# Fallen



## NathanBrazil (Aug 5, 2017)

I am become
a meteor
of bone and flesh.

A child’s dream
of whispered wings.

Hand of god
that touches feet
a spin of eternal bliss.

A knife as sweet
as the wind’s kiss.

A somber path
of borrowed time.

Til I am become
a memory
of dust.

--------- Latest edit is here.


----------



## haribol (Aug 5, 2017)

A poem that makes us ponder deeply over beauty and reality


----------



## NathanBrazil (Aug 5, 2017)

Thanks.  I had shelved this poem - felt like it needed a polish - but decided to give it a chance.   I worry about the third para.  For some reason it's not working for me.


----------



## jenthepen (Aug 5, 2017)

Good to see you here, Nathan. We don't get to read enough of your poetry.

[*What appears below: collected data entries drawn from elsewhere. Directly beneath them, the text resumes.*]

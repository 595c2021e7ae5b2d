//! Shared projection pipeline used by the CLI commands and the cache.
//!
//! fetch -> align -> transform -> screen/select/fit -> forecast -> reconstruct
//! -> scenarios -> convergence -> annual bundle -> residual diagnostics
//!
//! Only the fetch touches the network; [`project_raw`] runs everything after it
//! and is a pure function of its inputs.

use chrono::NaiveDate;
use tracing::info;

use crate::data::{Credentials, RawSeries, fetch_all};
use crate::domain::{ModelDiagnostics, ProjectionRequest, ProjectionResult};
use crate::econometrics::{
    Adf, INTERVAL_ALPHA, JohansenTrace, ModelSelector, StationarityCointegrationAnalyzer,
};
use crate::error::AppError;
use crate::scenario::{
    Reconstruction, ScenarioConvergenceEngine, annual, bundle, reconstruct, scenarios_from_bounds,
};
use crate::series::{SeriesProcessor, align_monthly, month_range, next_month};

/// Monthly forecast resolution.
pub const PERIODS_PER_YEAR: usize = 12;

/// Fetch every raw series, then run [`project_raw`].
pub fn project(
    request: &ProjectionRequest,
    credentials: &Credentials,
    as_of: NaiveDate,
) -> Result<ProjectionResult, AppError> {
    request.validate()?;
    let source = credentials.source()?;
    let raw = fetch_all(source.as_ref(), &request.series, request.model.start_date, as_of)?;
    project_raw(request, &raw, as_of)
}

/// Run the pipeline on already-fetched raw series.
pub fn project_raw(
    request: &ProjectionRequest,
    raw: &[RawSeries],
    as_of: NaiveDate,
) -> Result<ProjectionResult, AppError> {
    request.validate()?;
    let target = request.model.target.clone();
    let target_spec = request
        .variable(&target)
        .ok_or_else(|| AppError::config("model", format!("no variable spec for target '{target}'")))?;

    // 1) Monthly table of raw columns, then modeled variables.
    let monthly = align_monthly(raw, as_of)?;
    let processed = SeriesProcessor::new(&request.variables).process(&monthly)?;

    let names = request.model.variables();
    let specs: Vec<_> = names
        .iter()
        .filter_map(|n| request.variable(n).cloned())
        .collect();
    let frame = processed.select(&names)?;
    let last_observed = frame
        .require(&target)?
        .last()
        .copied()
        .ok_or_else(|| AppError::config("model", format!("target '{target}' has no observations")))?;
    let last_date = frame
        .last_date()
        .ok_or_else(|| AppError::config("model", "processed table is empty"))?;

    // 2) Screening, model choice and fit.
    let adf = Adf;
    let johansen = JohansenTrace;
    let selector = ModelSelector::new(StationarityCointegrationAnalyzer::new(&adf, &johansen));
    let estimation = selector.select_and_fit(&frame, &specs)?;

    // 3) Forecast with intervals, back to levels where the target was differenced.
    let steps = request.model.horizon_months();
    let mut paths = estimation.fitted.forecast(steps, INTERVAL_ALPHA)?;
    let plan = Reconstruction::plan(estimation.was_differenced(&target), &target_spec.transform);
    reconstruct(&mut paths, 0, last_observed, plan);

    // 4) Scenarios for the target column, converged toward the anchors.
    let column = |m: &nalgebra::DMatrix<f64>| m.column(0).iter().copied().collect::<Vec<f64>>();
    let mut set = scenarios_from_bounds(
        column(&paths.point),
        column(&paths.lower),
        column(&paths.upper),
        request.orientation,
    );
    ScenarioConvergenceEngine::new(&request.scenarios, PERIODS_PER_YEAR).apply(&mut set);

    let first = next_month(last_date);
    let index = month_range(first, add_months(first, steps.saturating_sub(1)));
    let monthly_bundle = bundle(index, set);
    let annual_bundle = annual(&monthly_bundle);

    // 5) Residual diagnostics on the target equation.
    let resid = estimation.fitted.residuals();
    let model_index = estimation.model_frame.index();
    let resid_index = model_index[model_index.len().saturating_sub(resid.nrows())..].to_vec();
    let residuals = crate::report::residual_diagnostics(resid_index, column(resid))?;

    let fit = estimation.fitted.fit_result();
    let model_summary = estimation.fitted.summary(estimation.model_frame.columns());
    info!(
        target = %target,
        model = fit.kind().display_name(),
        lags = fit.lag_order(),
        months = steps,
        "projection finished"
    );

    Ok(ProjectionResult {
        variable: target,
        orientation: request.orientation,
        historical: processed,
        monthly: monthly_bundle,
        annual: annual_bundle,
        diagnostics: ModelDiagnostics {
            fit,
            stationarity: estimation.analysis.stationarity.clone(),
            non_stationary: estimation.analysis.non_stationary.clone(),
            cointegration_rank: estimation.analysis.cointegration_rank,
            trace: estimation.analysis.trace.clone(),
        },
        residuals,
        model_summary,
    })
}

fn add_months(date: NaiveDate, months: usize) -> NaiveDate {
    (0..months).fold(date, |d, _| next_month(d))
}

It feels like there is a dark undercurrent in this poem - fallen angel? I may have misinterpreted your message but, if not, maybe the reason the third stanza isn't working for you is because of the last of the three lines. You have the perfect contrast with the hand of god touching feet but the phrase 'eternal bliss' seems weighted too heavily on the good. Maybe something like _tainted bliss_ or _dark-edged bliss_ would capture the mood better?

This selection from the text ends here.